The case is filled with neatly bundled stacks of hundred-dollar bills.
“We also hope that in the future you’ll remember who helped you in a time of need.”
“Trust me, I will.”
“We also hope that you’ll use some of the cash to reopen Max Overload. Clarice here likes spaghetti westerns and Ed is a Bollywood fan. Me, I like old Universal horror.”
“How do you feel about the Wolfman?”
“Hate the bitchy little whiner.”
“Good answer. You just got a free rental.”
He high-fives Ed.
“Have a nice night,” says the head vampire, and the whole group sweeps away into the night, something else vampires are good at.
I DUMP KASABIAN back in our room over Max Overload around 5 A.M. I didn’t even bother putting him back in his bowling bag on the way home. Anyone wandering the streets at that hour deserves to see a severed head singing “Good Vibrations.” He falls asleep the moment I put him down. I’ve never seen him drunk before. I didn’t even know he could get drunk.
I go into the bathroom and throw some water on my face. Toss my coat on the bed frame and stash my weapons under the towels in the bathroom cupboard behind the door.
Kasabian has an MP3 player with speakers in his bachelor pad in the closet. I put them on the bed frame with the bottle of Jack Daniel’s that Carlos gave me and a pack of cigarettes someone left on the bar. I pile all of it on the attaché case and step through the shadow and into the Room.
I set the case against the wall. No one’s going to steal it there. I take the Jack, cigarettes, and music and go to the Thirteenth Door. The Door of Nothing. I haven’t been through it since the night I sent the Kissi drifting out into space and left Mason in Hell.
The battered door still has the distinctive vinegar Kissi reek, but it’s quiet. There’s no scratching coming through from the other side. The Thirteenth Door used to scare me more than anywhere else in the universe. More than Downtown ever did. Now it’s just one more old door with dead bodies on the other side. I open it and go inside.
The holes I tore in the fabric of the Kissi realm are still there. Stars and the flat ovals of galaxies hang overhead. The insect husks of long-dead Kissi crunch under my boots. I spark Mason’s lighter and the place lights up. It takes me about an hour to find the ruins of the mansion Mason built here. A dusty reclining chair lies in the rubble on its side. I turn it right side up and sit down. The bottle of Jack goes on one side of the chair and the MP3 player on the other. I light a cigarette and sit in the dark and quiet for a while.
I still feel bad about Johnny and how he probably disappeared when the other Drifters ashed out. And about owing him a bag of jelly beans. I hope he understands how things got a little out of hand that night. At least Fiona didn’t shoot me when I told her that I left Johnny underground with Muninn.
I feel bad about Kinski, too. And mad as hell. Couldn’t he have said what he had to say? No.

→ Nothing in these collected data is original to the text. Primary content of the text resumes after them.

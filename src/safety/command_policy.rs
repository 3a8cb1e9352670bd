//! Allowlist policies for the command gateway.
//!
//! The baseline [`PrefixAllowlist`] is a raw `starts_with` test on the command
//! line. It is NOT a security boundary: `ls; rm -rf ~` starts with `ls`, and
//! `lsblk` starts with `ls` too. It exists for a trusted single-user tool and
//! is kept permissive on purpose. [`TokenAllowlist`] is the stricter opt-in.

use std::collections::BTreeSet;
use std::str::FromStr;
use std::sync::Arc;

/// Commands permitted by default.
pub const DEFAULT_ALLOWED_COMMANDS: &[&str] =
    &["ls", "pwd", "mkdir", "git", "npm", "yarn", "pnpm", "node"];

/// Characters that let a shell run more than one program.
const SHELL_METACHARACTERS: &[char] = &[';', '&', '|', '`', '$', '<', '>', '(', ')', '\n', '\r'];

/// Decides whether a command line may be executed.
pub trait CommandPolicy: Send + Sync {
    /// Short name used in logs and rejection errors.
    fn name(&self) -> &str;

    /// Whether `command_line` may run.
    fn is_allowed(&self, command_line: &str) -> bool;
}

/// Raw-string prefix allowlist.
#[derive(Debug, Clone)]
pub struct PrefixAllowlist {
    prefixes: Vec<String>,
}

impl PrefixAllowlist {
    pub fn new<I, S>(prefixes: I) -> Self
    where
        I: IntoIterator<Item = S>,
        S: Into<String>,
    {
        Self {
            prefixes: prefixes.into_iter().map(Into::into).collect(),
        }
    }

    pub fn prefixes(&self) -> &[String] {
        &self.prefixes
    }
}

impl Default for PrefixAllowlist {
    fn default() -> Self {
        Self::new(DEFAULT_ALLOWED_COMMANDS.iter().copied())
    }
}

impl CommandPolicy for PrefixAllowlist {
    fn name(&self) -> &str {
        "prefix"
    }

    fn is_allowed(&self, command_line: &str) -> bool {
        self.prefixes
            .iter()
            .any(|prefix| command_line.starts_with(prefix.as_str()))
    }
}

/// Tokenized allowlist.
///
/// The basename of the first word must be listed, and the line must not
/// contain shell metacharacters that could chain further commands.
#[derive(Debug, Clone)]
pub struct TokenAllowlist {
    allowed: BTreeSet<String>,
}

impl TokenAllowlist {
    pub fn new<I, S>(binaries: I) -> Self
    where
        I: IntoIterator<Item = S>,
        S: Into<String>,
    {
        Self {
            allowed: binaries.into_iter().map(Into::into).collect(),
        }
    }

    /// Add a binary to the allowlist.
    pub fn allow(&mut self, binary: impl Into<String>) {
        self.allowed.insert(binary.into());
    }

    /// Remove a binary from the allowlist.
    pub fn deny(&mut self, binary: &str) {
        self.allowed.remove(binary);
    }

    /// List all allowed binaries, sorted.
    pub fn list(&self) -> Vec<&str> {
        self.allowed.iter().map(String::as_str).collect()
    }

    /// Validate a command line, returning the reason on rejection.
    pub fn validate(&self, command_line: &str) -> Result<(), String> {
        let trimmed = command_line.trim();
        if trimmed.is_empty() {
            return Err("Empty command".to_string());
        }

        if let Some(c) = trimmed.chars().find(|c| SHELL_METACHARACTERS.contains(c)) {
            return Err(format!("Shell metacharacter {:?} is not permitted", c));
        }

        let first = trimmed.split_whitespace().next().unwrap_or(trimmed);
        let name = std::path::Path::new(first)
            .file_name()
            .and_then(|n| n.to_str())
            .unwrap_or(first);

        if self.allowed.contains(name) {
            Ok(())
        } else {
            Err(format!("Binary '{}' is not in the allowlist", name))
        }
    }
}

impl Default for TokenAllowlist {
    fn default() -> Self {
        Self::new(DEFAULT_ALLOWED_COMMANDS.iter().copied())
    }
}

impl CommandPolicy for TokenAllowlist {
    fn name(&self) -> &str {
        "token"
    }

    fn is_allowed(&self, command_line: &str) -> bool {
        self.validate(command_line).is_ok()
    }
}

/// Which policy implementation to build from configuration.
#[derive(Debug, Clone, Copy, Default, PartialEq, Eq)]
pub enum CommandPolicyKind {
    #[default]
    Prefix,
    Token,
}

impl CommandPolicyKind {
    /// Build the policy over `commands` plus `additional`, minus `denied`.
    ///
    /// Denials win over additions.
    pub fn build(
        self,
        commands: &[String],
        additional: &[String],
        denied: &[String],
    ) -> Arc<dyn CommandPolicy> {
        let mut allowlist = TokenAllowlist::new(commands.iter().cloned());
        for command in additional {
            allowlist.allow(command.clone());
        }
        for command in denied {
            allowlist.deny(command);
        }
        tracing::debug!(policy = ?self, commands = ?allowlist.list(), "Resolved command allowlist");

        match self {
            Self::Prefix => Arc::new(PrefixAllowlist::new(allowlist.list())),
            Self::Token => Arc::new(allowlist),
        }
    }
}

impl FromStr for CommandPolicyKind {
    type Err = String;

    fn from_str(s: &str) -> Result<Self, Self::Err> {
        match s.trim().to_ascii_lowercase().as_str() {
            "prefix" | "startswith" | "starts_with" => Ok(Self::Prefix),
            "token" | "tokenized" | "strict" => Ok(Self::Token),
            other => Err(format!(
                "unknown command policy '{}', expected 'prefix' or 'token'",
                other
            )),
        }
    }
}

/// Report library-injection variables that every executed command inherits.
pub fn dangerous_env_vars() -> Vec<String> {
    const DANGEROUS: &[&str] = &[
        "LD_PRELOAD",
        "LD_LIBRARY_PATH",
        "LD_AUDIT",
        "DYLD_INSERT_LIBRARIES",
        "DYLD_LIBRARY_PATH",
        "DYLD_FRAMEWORK_PATH",
    ];

    DANGEROUS
        .iter()
        .filter(|var| std::env::var(var).is_ok_and(|v| !v.is_empty()))
        .map(|var| var.to_string())
        .collect()
}
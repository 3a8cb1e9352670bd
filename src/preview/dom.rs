//! Minimal HTML node tree and serializer.
//!
//! Documents are assembled as nodes and serialized in one pass, so injected
//! content is always escaped for the context it lands in:
//! - text and attribute values are entity-escaped;
//! - raw-text element bodies (`<script>`, `<style>`) have any closing-tag or
//!   comment-open sequence neutralized so the element cannot end early.

use std::fmt::Write;

/// Elements that never have children or a closing tag.
const VOID_ELEMENTS: &[&str] = &[
    "area", "base", "br", "col", "embed", "hr", "img", "input", "link", "meta", "source", "track",
    "wbr",
];

/// A node in the document tree.
#[derive(Debug, Clone, PartialEq, Eq)]
pub enum Node {
    Element(Element),
    /// Character data, entity-escaped on output.
    Text(String),
    /// Markup taken verbatim from a caller-supplied document.
    Markup(String),
    /// Body of a raw-text element such as `<script>` or `<style>`.
    RawText(String),
}

/// An HTML element.
#[derive(Debug, Clone, PartialEq, Eq)]
pub struct Element {
    pub tag: String,
    pub attrs: Vec<(String, Option<String>)>,
    /// Attribute text copied verbatim from a caller-supplied opening tag.
    pub source_attrs: String,
    pub children: Vec<Node>,
}

impl Element {
    pub fn new(tag: impl Into<String>) -> Self {
        Self {
            tag: tag.into(),
            attrs: Vec::new(),
            source_attrs: String::new(),
            children: Vec::new(),
        }
    }

    /// Add a `name="value"` attribute.
    pub fn attr(mut self, name: impl Into<String>, value: impl Into<String>) -> Self {
        self.attrs.push((name.into(), Some(value.into())));
        self
    }

    /// Add a valueless attribute such as `defer`.
    pub fn flag(mut self, name: impl Into<String>) -> Self {
        self.attrs.push((name.into(), None));
        self
    }

    pub fn child(mut self, node: Node) -> Self {
        self.children.push(node);
        self
    }

    pub fn push(&mut self, node: Node) {
        self.children.push(node);
    }

    /// An element whose only child is a raw-text body.
    pub fn raw_text(tag: impl Into<String>, body: impl Into<String>) -> Self {
        Self::new(tag).child(Node::RawText(body.into()))
    }

    /// Serialize this element and its children.
    pub fn to_html(&self) -> String {
        let mut out = String::new();
        self.write_to(&mut out);
        out
    }

    fn is_void(&self) -> bool {
        VOID_ELEMENTS.contains(&self.tag.as_str())
    }

    fn write_to(&self, out: &mut String) {
        out.push('<');
        out.push_str(&self.tag);
        for (name, value) in &self.attrs {
            out.push(' ');
            out.push_str(name);
            if let Some(value) = value {
                let _ = write!(out, "=\"{}\"", escape_attr(value));
            }
        }
        if !self.source_attrs.trim().is_empty() {
            out.push(' ');
            out.push_str(self.source_attrs.trim());
        }
        out.push('>');

        if self.is_void() {
            return;
        }

        for child in &self.children {
            match child {
                Node::Element(el) => el.write_to(out),
                Node::Text(text) => out.push_str(&escape_text(text)),
                Node::Markup(markup) => out.push_str(markup),
                Node::RawText(body) => out.push_str(&escape_raw_text(body, &self.tag)),
            }
        }

        let _ = write!(out, "</{}>", self.tag);
    }
}

impl From<Element> for Node {
    fn from(el: Element) -> Self {
        Node::Element(el)
    }
}

/// A whole document: doctype line plus the root `<html>` element.
#[derive(Debug, Clone, PartialEq, Eq)]
pub struct Document {
    pub doctype: String,
    pub root: Element,
}

impl Document {
    /// Serialize the document.
    pub fn to_html(&self) -> String {
        let mut out = String::new();
        if !self.doctype.is_empty() {
            out.push_str(&self.doctype);
            out.push('\n');
        }
        self.root.write_to(&mut out);
        out
    }
}

/// Escape character data.
pub fn escape_text(s: &str) -> String {
    s.replace('&', "&amp;")
        .replace('<', "&lt;")
        .replace('>', "&gt;")
}

/// Escape an attribute value for use inside double quotes.
pub fn escape_attr(s: &str) -> String {
    s.replace('&', "&amp;")
        .replace('"', "&quot;")
        .replace('<', "&lt;")
        .replace('>', "&gt;")
}

/// Neutralize sequences that would end a raw-text element early.
///
/// `</tag` (any case) becomes `<\/tag` and `<!--` becomes `<\!--`. Both are
/// inert rewrites inside JavaScript strings and CSS.
pub fn escape_raw_text(body: &str, tag: &str) -> String {
    let closing = format!("</{}", tag.to_ascii_lowercase());
    let lower = body.to_ascii_lowercase();
    let mut out = String::with_capacity(body.len());
    let mut last = 0;
    let mut i = 0;
    while i < body.len() {
        let rest = &lower[i..];
        if rest.starts_with(&closing) {
            out.push_str(&body[last..i]);
            out.push_str("<\\/");
            last = i + 2;
            i += closing.len();
        } else if rest.starts_with("<!--") {
            out.push_str(&body[last..i]);
            out.push_str("<\\!");
            last = i + 2;
            i += 4;
        } else {
            i += rest.chars().next().map_or(1, char::len_utf8);
        }
    }
    out.push_str(&body[last..]);
    out
}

More dad bullshit. He had to control the moment and do it his way. There’s not going to be a moment now, is there, old man? But thanks for keeping me alive all those times. If I run into you in Heaven or Hell or wherever I end up, I’ll buy the first round. After I kick your ass for letting Aelita kill you.
I crack open the bottle of Jack and have a drink to him.

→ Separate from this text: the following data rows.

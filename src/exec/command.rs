//! Allow-listed shell command execution.

use std::path::PathBuf;
use std::sync::Arc;
use std::time::Duration;

use super::{DEFAULT_TIMEOUT, ExecutionResult, capture, shell_command};
use crate::error::ExecError;
use crate::safety::{CommandPolicy, PrefixAllowlist};

/// Runs command lines that pass the configured [`CommandPolicy`].
///
/// The full line goes through the platform shell, inheriting the process
/// environment. With the default prefix policy an allowed leading word can
/// still be followed by arbitrary shell syntax; see
/// [`crate::safety::command_policy`].
#[derive(Clone)]
pub struct CommandGateway {
    policy: Arc<dyn CommandPolicy>,
    timeout: Duration,
    working_dir: Option<PathBuf>,
}

impl CommandGateway {
    /// Create a gateway with the given policy and the default timeout.
    pub fn new(policy: Arc<dyn CommandPolicy>) -> Self {
        Self {
            policy,
            timeout: DEFAULT_TIMEOUT,
            working_dir: None,
        }
    }

    /// Set the per-command timeout.
    pub fn with_timeout(mut self, timeout: Duration) -> Self {
        self.timeout = timeout;
        self
    }

    /// Run commands in `dir` instead of the current working directory.
    pub fn with_working_dir(mut self, dir: impl Into<PathBuf>) -> Self {
        self.working_dir = Some(dir.into());
        self
    }

    pub fn policy(&self) -> &dyn CommandPolicy {
        self.policy.as_ref()
    }

    /// Validate and run a command line.
    pub async fn execute(&self, command_line: &str) -> Result<ExecutionResult, ExecError> {
        if command_line.trim().is_empty() {
            return Err(ExecError::InvalidRequest {
                reason: "Command is required".to_string(),
            });
        }

        if !self.policy.is_allowed(command_line) {
            tracing::warn!(
                policy = self.policy.name(),
                command = command_line,
                "Rejected command"
            );
            return Err(ExecError::RejectedCommand {
                command: command_line.to_string(),
                policy: self.policy.name().to_string(),
            });
        }

        let mut cmd = shell_command(command_line);
        if let Some(ref dir) = self.working_dir {
            cmd.current_dir(dir);
        }

        tracing::info!(command = command_line, "Executing command");
        let result = capture(cmd, self.timeout).await.inspect_err(|e| {
            tracing::warn!(command = command_line, error = %e, "Command did not complete");
        })?;

        if !result.success() {
            let reason = match result.exit_status {
                Some(code) => format!("Command exited with status {}", code),
                None => "Command terminated by signal".to_string(),
            };
            return Err(ExecError::ExecutionFailure {
                reason,
                result: Some(result),
            });
        }

        Ok(result)
    }
}

impl Default for CommandGateway {
    fn default() -> Self {
        Self::new(Arc::new(PrefixAllowlist::default()))
    }
}

impl std::fmt::Debug for CommandGateway {
    fn fmt(&self, f: &mut std::fmt::Formatter<'_>) -> std::fmt::Result {
        f.debug_struct("CommandGateway")
            .field("policy", &self.policy.name())
            .field("timeout", &self.timeout)
            .field("working_dir", &self.working_dir)
            .finish()
    }
}

#[cfg(all(test, unix))]
mod tests {
    use super::*;

    fn gateway_with(commands: &[&str]) -> CommandGateway {
        CommandGateway::new(Arc::new(PrefixAllowlist::new(commands.iter().copied())))
    }

    #[tokio::test]
    async fn test_rejects_unlisted_command() {
        let gateway = CommandGateway::default();
        let err = gateway.execute("rm -rf /").await.unwrap_err();
        assert!(matches!(err, ExecError::RejectedCommand { .. }));
        assert!(err.is_rejection());
    }

    #[tokio::test]
    async fn test_empty_command_is_invalid() {
        let gateway = CommandGateway::default();
        let err = gateway.execute("   ").await.unwrap_err();
        assert!(matches!(err, ExecError::InvalidRequest { .. }));
    }

    #[tokio::test]
    async fn test_ls_returns_stdout() {
        let dir = tempfile::tempdir().unwrap();
        std::fs::write(dir.path().join("marker.txt"), "x").unwrap();

        let gateway = CommandGateway::default().with_working_dir(dir.path());
        let result = gateway.execute("ls -la").await.unwrap();
        assert!(result.success());
        assert!(result.output().contains("marker.txt"));
    }

    #[tokio::test]
    async fn test_mkdir_mutates_working_dir() {
        let dir = tempfile::tempdir().unwrap();
        let gateway = CommandGateway::default().with_working_dir(dir.path());
        gateway.execute("mkdir created").await.unwrap();
        assert!(dir.path().join("created").is_dir());
    }

    #[tokio::test]
    async fn test_stderr_substituted_when_stdout_empty() {
        let gateway = gateway_with(&["echo"]);
        let result = gateway.execute("echo oops 1>&2").await.unwrap();
        assert!(result.stdout.is_empty());
        assert_eq!(result.output(), "oops\n");
    }

    #[tokio::test]
    async fn test_nonzero_exit_is_execution_failure() {
        let gateway = CommandGateway::default();
        let err = gateway
            .execute("ls /sandpane/definitely/missing")
            .await
            .unwrap_err();
        match err {
            ExecError::ExecutionFailure {
                result: Some(result),
                ..
            } => {
                assert!(!result.success());
                assert!(!result.stderr.is_empty());
            }
            other => panic!("expected ExecutionFailure, got {:?}", other),
        }
    }

    #[tokio::test]
    async fn test_timeout_is_enforced() {
        let gateway = gateway_with(&["sleep"]).with_timeout(Duration::from_millis(100));
        let err = gateway.execute("sleep 5").await.unwrap_err();
        assert!(matches!(err, ExecError::Timeout(_)));
    }

    #[tokio::test]
    async fn test_concurrent_commands_are_independent() {
        let gateway = gateway_with(&["echo"]);
        let (a, b) = tokio::join!(gateway.execute("echo a"), gateway.execute("echo b"));
        assert_eq!(a.unwrap().stdout, "a\n");
        assert_eq!(b.unwrap().stdout, "b\n");
    }
}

Like most nights, I wonder where Alice is and if she knows or cares what’s going on down here. Parking in the afterlife must have gotten really shitty after a million new souls shot up there the other night. She must have noticed that. Maybe one of the Drifters who isn’t too pissed at me for ripping out his or her spine will tell Alice it was me who set them free.

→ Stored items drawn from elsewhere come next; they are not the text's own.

/// POST /api/preview - Ask the text generator for a preview bundle.
pub async fn preview(
    State(state): State<Arc<AppState>>,
    Json(req): Json<PreviewRequest>,
) -> Response {
    let Some(ref generator) = state.generator else {
        return error_response(
            StatusCode::SERVICE_UNAVAILABLE,
            "No text generator configured",
        );
    };

    match generate_preview_bundle(generator.as_ref(), &req.code, &req.language).await {
        Ok(bundle) => Json(bundle).into_response(),
        Err(LlmError::InvalidRequest { reason }) => {
            error_response(StatusCode::BAD_REQUEST, reason)
        }
        Err(e) => {
            tracing::error!(error = %e, "Preview generation failed");
            error_response(
                StatusCode::INTERNAL_SERVER_ERROR,
                "Failed to generate preview",
            )
        }
    }
}

fn preview_error_response(err: PreviewError) -> Response {
    match err {
        PreviewError::SessionNotFound { .. } => {
            error_response(StatusCode::NOT_FOUND, err.to_string())
        }
        other => error_response(StatusCode::UNPROCESSABLE_ENTITY, other.to_string()),
    }
}

/// Report a refreshed session once its new frame has settled.
async fn settled_frame(
    state: &AppState,
    session_id: SessionId,
    frame_id: FrameId,
    success: StatusCode,
) -> Response {
    let status = match state.previews.settle(session_id, frame_id).await {
        Ok(status) => status,
        Err(e) => return preview_error_response(e),
    };
    if let PreviewState::Failed { reason, .. } = status.state {
        return (
            StatusCode::UNPROCESSABLE_ENTITY,
            Json(json!({
                "error": reason,
                "session_id": session_id,
                "frame_id": frame_id,
            })),
        )
            .into_response();
    }
    (
        success,
        Json(FrameResponse {
            session_id,
            frame_id,
            src: format!("/frames/{}", frame_id),
            sandbox: state.previews.policy().attribute_value(),
        }),
    )
        .into_response()
}

/// POST /api/previews - Start a preview session.
pub async fn create_preview(
    State(state): State<Arc<AppState>>,
    Json(req): Json<ComposeRequest>,
) -> Response {
    let (session_id, frame_id) = state.previews.create(req.files, req.dependencies).await;
    settled_frame(&state, session_id, frame_id, StatusCode::CREATED).await
}

/// PUT /api/previews/{id} - Replace a session's preview.
pub async fn refresh_preview(
    State(state): State<Arc<AppState>>,
    Path(id): Path<SessionId>,
    Json(req): Json<ComposeRequest>,
) -> Response {
    match state.previews.refresh(id, req.files, req.dependencies).await {
        Ok(frame_id) => settled_frame(&state, id, frame_id, StatusCode::OK).await,
        Err(e) => preview_error_response(e),
    }
}

/// POST /api/previews/{id}/retry - Reload with the last inputs.
pub async fn retry_preview(
    State(state): State<Arc<AppState>>,
    Path(id): Path<SessionId>,
) -> Response {
    match state.previews.retry(id).await {
        Ok(Some(frame_id)) => settled_frame(&state, id, frame_id, StatusCode::OK).await,
        Ok(None) => error_response(StatusCode::CONFLICT, "Nothing to retry"),
        Err(e) => preview_error_response(e),
    }
}

/// GET /api/previews/{id} - Session state, current frame and height.
pub async fn preview_status(
    State(state): State<Arc<AppState>>,
    Path(id): Path<SessionId>,
) -> Response {
    match state.previews.status(id).await {
        Ok(status) => Json(status).into_response(),
        Err(e) => preview_error_response(e),
    }
}

/// POST /api/previews/{id}/messages - Relay a message posted by a frame.
pub async fn preview_message(
    State(state): State<Arc<AppState>>,
    Path(id): Path<SessionId>,
    Json(req): Json<FrameMessageRequest>,
) -> Response {
    match state.previews.deliver(id, req.frame_id, &req.message).await {
        Ok(applied) => Json(json!({ "applied": applied })).into_response(),
        Err(e) => preview_error_response(e),
    }
}

/// DELETE /api/previews/{id} - End a session and unpublish its frame.
pub async fn close_preview(
    State(state): State<Arc<AppState>>,
    Path(id): Path<SessionId>,
) -> Response {
    match state.previews.close(id).await {
        Ok(()) => StatusCode::NO_CONTENT.into_response(),
        Err(e) => preview_error_response(e),
    }
}

/// GET /frames/{id} - Serve a published frame document.
pub async fn serve_frame(State(state): State<Arc<AppState>>, Path(id): Path<FrameId>) -> Response {
    match state.previews.frames().get(id).await {
        Some(frame) => sandboxed_html(&frame.policy, frame.document.as_str().to_string()),
        None => error_response(StatusCode::NOT_FOUND, format!("Frame '{}' not found", id)),
    }
}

Right. And maybe Mason has an ice-cream truck and is handing out Popsicles in Hell.
I wonder if Lucifer made it back to Heaven and if his old man let him in?
Things are going to get bad. I can feel it. The parts of the angel that stuck around after Candy cured me can feel Heaven and Hell twitching, like rabid dogs just starting to foam at the mouth.
I don’t want to be the new Lucifer, but I really want to kill Mason, and if I have to wear red underwear and carry a pitchfork to do it, I will.
I wonder if Aelita will come Downtown or if I’m going to have to backdoor my way into Heaven to kill her?
I manifest the burning Gladius and it lights up the Kissi realm for a million miles. What a dump. It looks like someone built the Matterhorn Ride out of fly eggs and shit.
Stars wink overhead. Did they change when I switched on the sword?
I get out another cigarette, light it off the Gladius, and let the world go dark.